Parkinson's genes regulate a signaling pathway of the innate immune system

The Parkin gene protects nerve cells against functional impairment and cell death. It particularly ensures that mitochondria, cell organelles that are responsible for energy production, remain intact and that damaged mitochondria are removed. PACRG is located next to the Parkin gene in the genome. Both genes share what is called a promotor, which regulates the expression of the genes. Parkin and PACRG are thus expressed in a similar pattern.

"Little has been known about PACRG so far, so we investigated what functions this gene has," says Konstanze Winklhofer. Her team found that, unlike Parkin, PACRG has no influence on the elimination of damaged mitochondria, but, like Parkin, is able to protect nerve cells from cell death.

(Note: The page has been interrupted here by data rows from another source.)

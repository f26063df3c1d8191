//! Questionnaire field registry
//!
//! Every answer the engine understands, with the kind that decides how an
//! imported value is coerced.

/// How a field's value is interpreted.
#[derive(Debug, Clone, Copy, PartialEq, Eq)]
pub enum FieldKind {
    /// Positive count, at least 1 (e.g. number of employees)
    Count,
    /// Yes / partly / no / unanswered
    YesNo,
    /// Yes / no, always answered
    YesNoRequired,
}

#[derive(Debug, Clone, Copy, PartialEq, Eq)]
pub struct ProfileField {
    pub id: &'static str,
    pub kind: FieldKind,
    pub category: &'static str,
}

/// Field that switches the engine into the critical-infrastructure policy.
pub const CRITICAL_INFRASTRUCTURE_FIELD: &str = "is_critical_infrastructure";

const fn yes_no(id: &'static str, category: &'static str) -> ProfileField {
    ProfileField { id, kind: FieldKind::YesNo, category }
}

pub const PROFILE_FIELDS: &[ProfileField] = &[
    ProfileField { id: "employees", kind: FieldKind::Count, category: "company" },
    ProfileField { id: CRITICAL_INFRASTRUCTURE_FIELD, kind: FieldKind::YesNoRequired, category: "company" },

    yes_no("has_security_role", "organisation"),
    yes_no("has_security_policies", "organisation"),
    yes_no("policies_reviewed", "organisation"),
    yes_no("has_asset_inventory", "organisation"),
    yes_no("has_incident_plan", "organisation"),
    yes_no("access_list_exists", "organisation"),
    yes_no("access_list_reviewed", "organisation"),
    yes_no("audits_done", "organisation"),

    yes_no("has_mfa", "identity"),
    yes_no("has_password_rules", "identity"),
    yes_no("has_password_manager", "identity"),
    yes_no("has_least_privilege", "identity"),
    yes_no("inactive_accounts_removed", "identity"),
    yes_no("has_account_lifecycle", "identity"),
    yes_no("admin_accounts_protected", "identity"),
    yes_no("has_sso", "identity"),
    yes_no("login_monitoring", "identity"),

    yes_no("has_patch_mgmt", "infrastructure"),
    yes_no("has_vuln_scans", "infrastructure"),
    yes_no("has_edr", "infrastructure"),
    yes_no("has_firewall", "infrastructure"),
    yes_no("network_segmented", "infrastructure"),
    yes_no("has_mdm", "infrastructure"),
    yes_no("logging_enabled", "infrastructure"),
    yes_no("logs_reviewed", "infrastructure"),
    yes_no("has_ids_ips", "infrastructure"),

    yes_no("daily_backups", "backup"),
    yes_no("has_offsite_backup", "backup"),
    yes_no("backup_tested", "backup"),
    yes_no("device_loss_protection", "backup"),

    yes_no("uses_cloud", "cloud"),
    yes_no("cloud_config_secure", "cloud"),
    yes_no("cloud_mfa_enabled", "cloud"),
    yes_no("cloud_logging", "cloud"),
    yes_no("cloud_shares_controlled", "cloud"),
    yes_no("cloud_permissions_reviewed", "cloud"),
    yes_no("cloud_policy_exists", "cloud"),
    yes_no("cloud_config_tested", "cloud"),
    yes_no("cloud_dlp", "cloud"),

    yes_no("has_training", "people"),
    yes_no("has_phishing_tests", "people"),
    yes_no("email_awareness", "people"),
    yes_no("has_incident_reporting", "people"),
    yes_no("has_byod_rules", "people"),
    yes_no("has_mobile_device_policy", "people"),

    yes_no("has_data_classification", "data"),
    yes_no("gdpr_compliant", "data"),
    yes_no("data_retention_rules", "data"),
    yes_no("data_encrypted_at_rest", "data"),
    yes_no("data_encrypted_in_transit", "data"),
    yes_no("vendors_checked", "data"),
    yes_no("vendors_have_avv", "data"),
];

pub fn field(id: &str) -> Option<&'static ProfileField> {
    PROFILE_FIELDS.iter().find(|f| f.id == id)
}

Parkin and PACRG regulate a signaling pathway of the innate immune system

Further investigations into the mechanism of action showed that PACRG regulates a signaling pathway that is stimulated by tumor necrosis factor (TNF). This results in the activation of the transcription factor NF-κB, which ensures the increased formation of pro-survival proteins. Both Parkin and PACRG have an effect on an essential protein complex of this signaling pathway, called Lubac (linear ubiquitin chain assembly complex). Lubac is required for efficient signal transduction by modifying components of the NF-κB signaling pathway with linear ubiquitin chains.

The TNF-NF-κB signaling pathway not only regulates cell death but also plays an important role in the innate immune system. It prevents the spreading of certain bacteria that invade host cells, such as salmonella, linked to foodborne infections, or mycobacteria, which cause tuberculosis or leprosy. "Interestingly, sequence variations in the Parkin and PACRG genes have been described that lead to an increased susceptibility to these bacterial infections and are associated with severe courses of salmonella or mycobacterial infections," explains Konstanze Winklhofer. The current findings thus provide a plausible explanation for these observations and confirm that there are interfaces between the nervous system and immune system. Their protagonists or antagonists could be suitable targets for therapeutic interventions.